Action item ->
Within the lines below, find those that hold the string "FrameHandler" and copy each one.

Input material ->
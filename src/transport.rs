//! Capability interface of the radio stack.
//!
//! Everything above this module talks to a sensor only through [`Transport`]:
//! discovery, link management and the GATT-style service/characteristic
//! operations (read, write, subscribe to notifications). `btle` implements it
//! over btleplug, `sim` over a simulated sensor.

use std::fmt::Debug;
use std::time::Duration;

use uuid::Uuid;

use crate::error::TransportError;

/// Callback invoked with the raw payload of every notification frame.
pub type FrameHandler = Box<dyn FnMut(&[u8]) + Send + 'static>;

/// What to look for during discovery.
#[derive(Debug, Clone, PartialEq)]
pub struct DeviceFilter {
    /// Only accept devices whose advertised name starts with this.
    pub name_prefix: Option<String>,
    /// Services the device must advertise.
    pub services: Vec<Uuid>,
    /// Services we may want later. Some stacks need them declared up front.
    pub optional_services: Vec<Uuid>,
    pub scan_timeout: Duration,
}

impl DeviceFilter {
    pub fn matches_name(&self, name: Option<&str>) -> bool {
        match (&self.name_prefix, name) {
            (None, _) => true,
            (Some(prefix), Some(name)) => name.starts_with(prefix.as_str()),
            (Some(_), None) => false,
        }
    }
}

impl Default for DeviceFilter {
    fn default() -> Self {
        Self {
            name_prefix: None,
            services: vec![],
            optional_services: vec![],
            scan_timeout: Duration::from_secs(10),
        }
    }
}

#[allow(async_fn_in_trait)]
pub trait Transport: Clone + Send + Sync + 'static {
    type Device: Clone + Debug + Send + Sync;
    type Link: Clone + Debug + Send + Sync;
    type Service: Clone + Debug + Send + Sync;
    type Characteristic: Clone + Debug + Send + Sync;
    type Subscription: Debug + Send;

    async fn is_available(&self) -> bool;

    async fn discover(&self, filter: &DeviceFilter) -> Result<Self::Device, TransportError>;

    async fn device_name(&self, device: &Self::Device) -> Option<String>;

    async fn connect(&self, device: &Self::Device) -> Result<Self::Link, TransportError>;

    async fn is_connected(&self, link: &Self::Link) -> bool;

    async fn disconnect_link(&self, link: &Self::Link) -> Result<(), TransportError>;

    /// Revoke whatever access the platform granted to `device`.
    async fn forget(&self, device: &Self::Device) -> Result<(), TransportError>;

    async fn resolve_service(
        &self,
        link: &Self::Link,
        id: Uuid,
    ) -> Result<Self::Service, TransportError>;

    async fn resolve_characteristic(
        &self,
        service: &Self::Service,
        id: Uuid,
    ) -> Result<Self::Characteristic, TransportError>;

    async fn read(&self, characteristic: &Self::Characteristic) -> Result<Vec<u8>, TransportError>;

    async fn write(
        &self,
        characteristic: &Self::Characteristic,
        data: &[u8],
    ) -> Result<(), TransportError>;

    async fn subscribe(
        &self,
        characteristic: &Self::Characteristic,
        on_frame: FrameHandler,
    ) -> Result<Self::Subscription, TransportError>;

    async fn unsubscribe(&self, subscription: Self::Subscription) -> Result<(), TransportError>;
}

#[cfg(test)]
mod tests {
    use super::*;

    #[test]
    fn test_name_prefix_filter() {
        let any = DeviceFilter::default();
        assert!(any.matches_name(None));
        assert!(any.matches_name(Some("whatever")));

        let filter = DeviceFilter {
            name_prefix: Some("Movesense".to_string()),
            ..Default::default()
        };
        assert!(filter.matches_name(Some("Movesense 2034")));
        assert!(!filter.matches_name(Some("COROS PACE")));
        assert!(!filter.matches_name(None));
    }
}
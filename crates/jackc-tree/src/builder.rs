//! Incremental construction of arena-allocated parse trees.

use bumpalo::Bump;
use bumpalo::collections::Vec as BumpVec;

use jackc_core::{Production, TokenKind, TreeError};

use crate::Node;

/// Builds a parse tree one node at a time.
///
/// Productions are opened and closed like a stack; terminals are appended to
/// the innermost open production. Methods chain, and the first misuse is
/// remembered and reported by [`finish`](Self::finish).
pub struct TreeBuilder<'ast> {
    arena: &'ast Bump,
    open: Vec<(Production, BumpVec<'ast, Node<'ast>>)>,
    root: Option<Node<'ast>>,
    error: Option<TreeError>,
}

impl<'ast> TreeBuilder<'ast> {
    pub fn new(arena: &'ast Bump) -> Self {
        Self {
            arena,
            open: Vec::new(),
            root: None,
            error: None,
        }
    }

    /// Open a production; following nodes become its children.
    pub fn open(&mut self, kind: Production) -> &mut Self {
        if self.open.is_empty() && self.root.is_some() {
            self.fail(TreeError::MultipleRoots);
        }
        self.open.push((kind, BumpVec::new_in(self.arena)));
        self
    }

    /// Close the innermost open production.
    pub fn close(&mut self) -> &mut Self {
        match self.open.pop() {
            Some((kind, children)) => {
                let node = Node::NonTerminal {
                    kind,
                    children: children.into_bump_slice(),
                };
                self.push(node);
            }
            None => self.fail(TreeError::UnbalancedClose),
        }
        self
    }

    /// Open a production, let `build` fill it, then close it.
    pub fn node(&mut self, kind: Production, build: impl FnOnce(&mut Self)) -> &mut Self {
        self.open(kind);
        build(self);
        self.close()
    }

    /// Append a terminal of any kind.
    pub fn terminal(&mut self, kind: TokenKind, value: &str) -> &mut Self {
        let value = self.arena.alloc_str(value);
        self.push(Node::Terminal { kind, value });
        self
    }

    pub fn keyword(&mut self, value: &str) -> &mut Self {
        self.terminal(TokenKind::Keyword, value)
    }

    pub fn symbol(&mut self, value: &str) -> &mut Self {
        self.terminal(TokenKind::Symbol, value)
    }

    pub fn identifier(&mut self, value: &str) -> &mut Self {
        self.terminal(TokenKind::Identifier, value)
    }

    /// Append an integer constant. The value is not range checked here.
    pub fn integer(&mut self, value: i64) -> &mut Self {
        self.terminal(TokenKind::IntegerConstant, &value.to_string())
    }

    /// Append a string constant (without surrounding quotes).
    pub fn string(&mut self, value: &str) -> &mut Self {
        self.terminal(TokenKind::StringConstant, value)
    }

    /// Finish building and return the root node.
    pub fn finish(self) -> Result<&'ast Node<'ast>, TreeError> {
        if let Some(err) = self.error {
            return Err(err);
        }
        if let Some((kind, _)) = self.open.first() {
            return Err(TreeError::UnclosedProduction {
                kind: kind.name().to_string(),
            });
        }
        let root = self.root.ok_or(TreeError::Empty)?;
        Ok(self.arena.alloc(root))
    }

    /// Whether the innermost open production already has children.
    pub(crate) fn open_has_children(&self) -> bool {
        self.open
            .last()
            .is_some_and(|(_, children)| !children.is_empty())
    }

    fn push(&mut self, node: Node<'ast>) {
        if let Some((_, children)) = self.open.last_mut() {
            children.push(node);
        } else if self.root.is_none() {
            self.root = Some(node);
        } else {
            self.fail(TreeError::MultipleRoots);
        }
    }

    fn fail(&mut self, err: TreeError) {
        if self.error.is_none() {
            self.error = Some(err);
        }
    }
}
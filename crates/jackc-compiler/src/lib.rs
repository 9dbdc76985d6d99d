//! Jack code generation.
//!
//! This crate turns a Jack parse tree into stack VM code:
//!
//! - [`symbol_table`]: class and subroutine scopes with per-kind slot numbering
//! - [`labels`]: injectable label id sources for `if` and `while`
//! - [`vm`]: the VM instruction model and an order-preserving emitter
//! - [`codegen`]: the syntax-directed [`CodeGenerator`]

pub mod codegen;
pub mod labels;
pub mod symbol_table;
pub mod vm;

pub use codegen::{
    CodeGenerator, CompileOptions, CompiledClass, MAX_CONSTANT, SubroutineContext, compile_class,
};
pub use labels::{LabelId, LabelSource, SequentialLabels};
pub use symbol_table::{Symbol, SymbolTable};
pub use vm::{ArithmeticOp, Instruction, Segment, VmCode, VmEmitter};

--

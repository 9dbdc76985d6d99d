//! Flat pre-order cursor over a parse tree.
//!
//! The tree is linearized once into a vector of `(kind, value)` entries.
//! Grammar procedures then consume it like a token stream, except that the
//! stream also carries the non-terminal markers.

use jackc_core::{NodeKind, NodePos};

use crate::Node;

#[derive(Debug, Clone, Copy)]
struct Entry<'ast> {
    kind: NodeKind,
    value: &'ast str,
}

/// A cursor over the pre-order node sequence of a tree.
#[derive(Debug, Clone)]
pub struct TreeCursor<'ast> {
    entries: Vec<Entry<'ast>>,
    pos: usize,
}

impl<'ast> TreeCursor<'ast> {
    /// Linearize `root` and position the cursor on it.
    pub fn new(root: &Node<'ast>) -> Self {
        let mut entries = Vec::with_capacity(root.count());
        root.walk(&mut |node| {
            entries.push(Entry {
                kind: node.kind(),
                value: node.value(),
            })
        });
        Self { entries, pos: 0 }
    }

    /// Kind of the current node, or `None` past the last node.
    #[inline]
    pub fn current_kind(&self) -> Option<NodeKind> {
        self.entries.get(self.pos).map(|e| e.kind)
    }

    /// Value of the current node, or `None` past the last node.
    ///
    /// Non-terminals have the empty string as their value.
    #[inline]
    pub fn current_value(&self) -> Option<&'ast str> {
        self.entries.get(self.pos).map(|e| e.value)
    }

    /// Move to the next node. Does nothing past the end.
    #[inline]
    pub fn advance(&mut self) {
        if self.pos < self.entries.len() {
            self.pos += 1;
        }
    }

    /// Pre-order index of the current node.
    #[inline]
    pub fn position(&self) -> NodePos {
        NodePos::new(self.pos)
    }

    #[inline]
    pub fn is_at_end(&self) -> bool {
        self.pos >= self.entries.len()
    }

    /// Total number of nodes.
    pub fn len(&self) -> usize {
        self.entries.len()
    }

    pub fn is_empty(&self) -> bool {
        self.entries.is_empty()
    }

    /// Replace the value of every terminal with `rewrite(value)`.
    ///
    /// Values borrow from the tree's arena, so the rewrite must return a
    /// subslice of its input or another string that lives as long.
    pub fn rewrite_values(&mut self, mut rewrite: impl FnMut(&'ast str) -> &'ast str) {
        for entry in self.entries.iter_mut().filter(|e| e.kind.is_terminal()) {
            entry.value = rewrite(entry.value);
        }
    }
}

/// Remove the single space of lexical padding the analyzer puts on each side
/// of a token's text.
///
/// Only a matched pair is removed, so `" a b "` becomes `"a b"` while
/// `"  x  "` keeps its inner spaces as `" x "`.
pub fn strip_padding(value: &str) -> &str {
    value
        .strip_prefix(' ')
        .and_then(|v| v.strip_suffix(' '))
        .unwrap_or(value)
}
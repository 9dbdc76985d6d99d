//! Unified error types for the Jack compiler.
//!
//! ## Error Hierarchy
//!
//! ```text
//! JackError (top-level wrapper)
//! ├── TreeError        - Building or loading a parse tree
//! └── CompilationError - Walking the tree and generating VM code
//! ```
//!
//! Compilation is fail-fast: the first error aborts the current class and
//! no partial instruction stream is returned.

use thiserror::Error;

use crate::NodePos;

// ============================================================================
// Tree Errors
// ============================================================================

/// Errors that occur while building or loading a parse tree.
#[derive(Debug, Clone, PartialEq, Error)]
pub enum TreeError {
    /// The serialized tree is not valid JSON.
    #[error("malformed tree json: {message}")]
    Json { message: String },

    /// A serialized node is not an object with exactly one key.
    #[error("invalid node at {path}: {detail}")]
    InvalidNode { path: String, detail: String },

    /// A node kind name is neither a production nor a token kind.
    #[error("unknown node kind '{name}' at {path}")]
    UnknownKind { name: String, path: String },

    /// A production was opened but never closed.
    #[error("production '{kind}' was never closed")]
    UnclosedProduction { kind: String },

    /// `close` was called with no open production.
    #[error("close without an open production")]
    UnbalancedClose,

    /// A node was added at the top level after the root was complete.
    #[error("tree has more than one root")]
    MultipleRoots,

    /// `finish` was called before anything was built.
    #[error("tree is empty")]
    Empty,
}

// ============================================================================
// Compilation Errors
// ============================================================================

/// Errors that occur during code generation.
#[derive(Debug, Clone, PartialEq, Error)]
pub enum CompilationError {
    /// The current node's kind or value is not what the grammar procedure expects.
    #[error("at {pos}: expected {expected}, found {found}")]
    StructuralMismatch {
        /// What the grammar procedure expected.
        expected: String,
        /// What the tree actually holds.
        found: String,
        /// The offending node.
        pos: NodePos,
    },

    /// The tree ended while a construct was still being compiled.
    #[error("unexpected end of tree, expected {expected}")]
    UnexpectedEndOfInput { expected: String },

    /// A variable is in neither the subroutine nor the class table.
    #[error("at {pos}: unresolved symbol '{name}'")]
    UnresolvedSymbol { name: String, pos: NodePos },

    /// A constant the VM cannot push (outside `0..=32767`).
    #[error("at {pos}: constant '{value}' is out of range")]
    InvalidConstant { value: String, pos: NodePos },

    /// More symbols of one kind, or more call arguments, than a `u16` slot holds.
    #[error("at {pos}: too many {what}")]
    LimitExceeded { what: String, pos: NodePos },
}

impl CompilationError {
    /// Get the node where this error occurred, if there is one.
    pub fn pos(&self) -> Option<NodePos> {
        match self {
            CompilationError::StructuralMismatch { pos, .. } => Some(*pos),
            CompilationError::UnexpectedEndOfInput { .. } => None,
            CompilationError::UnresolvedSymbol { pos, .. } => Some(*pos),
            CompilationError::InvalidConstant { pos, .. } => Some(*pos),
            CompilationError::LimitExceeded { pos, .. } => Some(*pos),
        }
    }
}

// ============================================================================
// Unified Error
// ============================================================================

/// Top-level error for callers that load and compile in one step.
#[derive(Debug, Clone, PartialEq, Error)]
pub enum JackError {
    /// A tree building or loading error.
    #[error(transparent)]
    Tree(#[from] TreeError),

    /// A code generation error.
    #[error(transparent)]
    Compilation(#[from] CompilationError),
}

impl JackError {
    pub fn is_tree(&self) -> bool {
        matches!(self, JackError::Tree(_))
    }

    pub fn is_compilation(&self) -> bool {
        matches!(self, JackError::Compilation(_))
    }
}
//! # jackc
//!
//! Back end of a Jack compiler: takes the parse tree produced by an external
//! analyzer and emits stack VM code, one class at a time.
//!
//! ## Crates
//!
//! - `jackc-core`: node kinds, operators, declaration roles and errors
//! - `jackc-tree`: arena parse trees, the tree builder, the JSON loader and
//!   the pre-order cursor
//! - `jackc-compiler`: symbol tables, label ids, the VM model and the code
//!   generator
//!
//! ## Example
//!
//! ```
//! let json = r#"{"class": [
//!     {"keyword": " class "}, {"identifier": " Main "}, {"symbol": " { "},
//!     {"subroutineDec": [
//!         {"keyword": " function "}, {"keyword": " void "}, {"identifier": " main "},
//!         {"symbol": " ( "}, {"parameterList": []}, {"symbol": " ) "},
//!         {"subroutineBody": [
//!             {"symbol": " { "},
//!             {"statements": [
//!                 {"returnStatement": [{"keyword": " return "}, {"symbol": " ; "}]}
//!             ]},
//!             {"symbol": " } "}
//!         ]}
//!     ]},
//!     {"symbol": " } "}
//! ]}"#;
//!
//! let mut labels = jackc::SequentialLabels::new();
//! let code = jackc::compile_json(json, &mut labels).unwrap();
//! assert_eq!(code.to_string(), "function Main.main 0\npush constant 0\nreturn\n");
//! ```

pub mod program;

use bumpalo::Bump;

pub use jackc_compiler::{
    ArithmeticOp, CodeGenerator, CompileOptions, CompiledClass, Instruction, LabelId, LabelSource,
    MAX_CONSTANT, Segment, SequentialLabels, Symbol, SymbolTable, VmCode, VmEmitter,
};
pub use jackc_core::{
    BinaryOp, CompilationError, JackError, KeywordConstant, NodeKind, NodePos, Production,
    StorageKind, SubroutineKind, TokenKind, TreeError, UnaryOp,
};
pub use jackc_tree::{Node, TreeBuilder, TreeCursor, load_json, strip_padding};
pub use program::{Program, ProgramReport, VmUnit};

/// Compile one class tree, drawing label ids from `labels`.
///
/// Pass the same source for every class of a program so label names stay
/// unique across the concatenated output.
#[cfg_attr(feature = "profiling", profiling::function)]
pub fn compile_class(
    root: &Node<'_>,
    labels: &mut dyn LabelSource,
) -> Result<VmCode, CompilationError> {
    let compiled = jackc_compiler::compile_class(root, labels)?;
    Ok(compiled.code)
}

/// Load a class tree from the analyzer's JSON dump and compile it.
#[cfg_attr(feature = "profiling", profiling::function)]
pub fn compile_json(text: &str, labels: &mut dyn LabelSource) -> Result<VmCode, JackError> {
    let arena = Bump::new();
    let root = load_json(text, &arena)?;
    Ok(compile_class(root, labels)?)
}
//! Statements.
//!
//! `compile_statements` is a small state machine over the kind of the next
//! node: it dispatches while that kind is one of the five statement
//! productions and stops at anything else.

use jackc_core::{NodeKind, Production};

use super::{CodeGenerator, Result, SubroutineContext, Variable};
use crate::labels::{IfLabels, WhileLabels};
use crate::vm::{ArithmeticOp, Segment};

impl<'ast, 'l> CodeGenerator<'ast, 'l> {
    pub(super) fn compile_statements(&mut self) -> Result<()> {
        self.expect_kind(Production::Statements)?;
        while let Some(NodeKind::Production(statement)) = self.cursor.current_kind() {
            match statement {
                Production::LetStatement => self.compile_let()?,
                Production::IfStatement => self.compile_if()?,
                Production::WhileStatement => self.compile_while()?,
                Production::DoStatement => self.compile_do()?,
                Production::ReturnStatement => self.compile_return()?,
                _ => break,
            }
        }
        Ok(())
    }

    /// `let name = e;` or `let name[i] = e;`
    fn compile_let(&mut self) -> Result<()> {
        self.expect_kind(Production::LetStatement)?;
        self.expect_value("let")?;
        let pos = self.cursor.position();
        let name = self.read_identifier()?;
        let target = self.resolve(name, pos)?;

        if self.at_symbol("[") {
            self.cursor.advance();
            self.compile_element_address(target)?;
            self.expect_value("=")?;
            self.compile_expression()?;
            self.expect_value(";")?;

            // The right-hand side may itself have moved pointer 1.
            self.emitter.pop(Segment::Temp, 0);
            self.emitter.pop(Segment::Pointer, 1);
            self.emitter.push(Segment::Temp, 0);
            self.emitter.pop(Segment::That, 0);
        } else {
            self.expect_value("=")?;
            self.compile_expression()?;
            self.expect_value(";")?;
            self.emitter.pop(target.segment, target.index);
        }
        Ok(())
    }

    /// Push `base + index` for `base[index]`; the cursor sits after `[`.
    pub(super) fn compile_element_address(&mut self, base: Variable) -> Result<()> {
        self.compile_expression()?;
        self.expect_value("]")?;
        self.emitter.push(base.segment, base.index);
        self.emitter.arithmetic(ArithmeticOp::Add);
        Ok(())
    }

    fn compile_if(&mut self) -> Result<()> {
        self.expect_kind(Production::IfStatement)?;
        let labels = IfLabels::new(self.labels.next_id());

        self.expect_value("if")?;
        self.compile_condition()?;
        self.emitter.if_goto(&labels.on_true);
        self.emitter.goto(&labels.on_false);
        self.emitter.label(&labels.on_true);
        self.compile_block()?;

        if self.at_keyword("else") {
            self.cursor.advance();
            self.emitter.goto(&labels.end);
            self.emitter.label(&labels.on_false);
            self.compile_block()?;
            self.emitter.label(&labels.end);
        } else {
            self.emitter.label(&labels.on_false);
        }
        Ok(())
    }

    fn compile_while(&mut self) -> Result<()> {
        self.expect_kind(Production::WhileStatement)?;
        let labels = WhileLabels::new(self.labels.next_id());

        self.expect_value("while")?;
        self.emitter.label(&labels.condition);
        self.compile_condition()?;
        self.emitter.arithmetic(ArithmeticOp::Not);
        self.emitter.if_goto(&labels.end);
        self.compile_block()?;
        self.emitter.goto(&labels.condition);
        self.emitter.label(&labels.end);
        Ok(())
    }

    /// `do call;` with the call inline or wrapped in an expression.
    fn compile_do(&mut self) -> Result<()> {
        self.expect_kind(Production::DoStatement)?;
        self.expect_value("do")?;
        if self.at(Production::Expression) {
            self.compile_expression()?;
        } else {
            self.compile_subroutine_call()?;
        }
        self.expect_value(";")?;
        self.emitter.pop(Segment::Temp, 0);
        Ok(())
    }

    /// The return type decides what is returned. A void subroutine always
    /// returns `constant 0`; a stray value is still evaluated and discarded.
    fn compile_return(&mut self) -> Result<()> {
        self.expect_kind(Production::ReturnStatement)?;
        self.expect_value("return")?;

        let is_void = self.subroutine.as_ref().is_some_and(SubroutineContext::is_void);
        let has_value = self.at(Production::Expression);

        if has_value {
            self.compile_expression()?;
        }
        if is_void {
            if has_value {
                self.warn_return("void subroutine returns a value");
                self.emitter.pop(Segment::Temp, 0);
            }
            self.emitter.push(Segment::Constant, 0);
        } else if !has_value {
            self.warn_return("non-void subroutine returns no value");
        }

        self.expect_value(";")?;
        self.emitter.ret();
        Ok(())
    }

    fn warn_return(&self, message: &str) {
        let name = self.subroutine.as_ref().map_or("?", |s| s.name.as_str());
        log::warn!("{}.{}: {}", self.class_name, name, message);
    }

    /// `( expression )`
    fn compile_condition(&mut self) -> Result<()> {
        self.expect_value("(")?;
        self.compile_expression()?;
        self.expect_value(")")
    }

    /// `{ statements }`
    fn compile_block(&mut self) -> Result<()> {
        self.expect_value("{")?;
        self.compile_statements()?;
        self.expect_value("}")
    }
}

Written solution ->
pub type FrameHandler = Box<dyn FnMut(&[u8]) + Send + 'static>;
        on_frame: FrameHandler,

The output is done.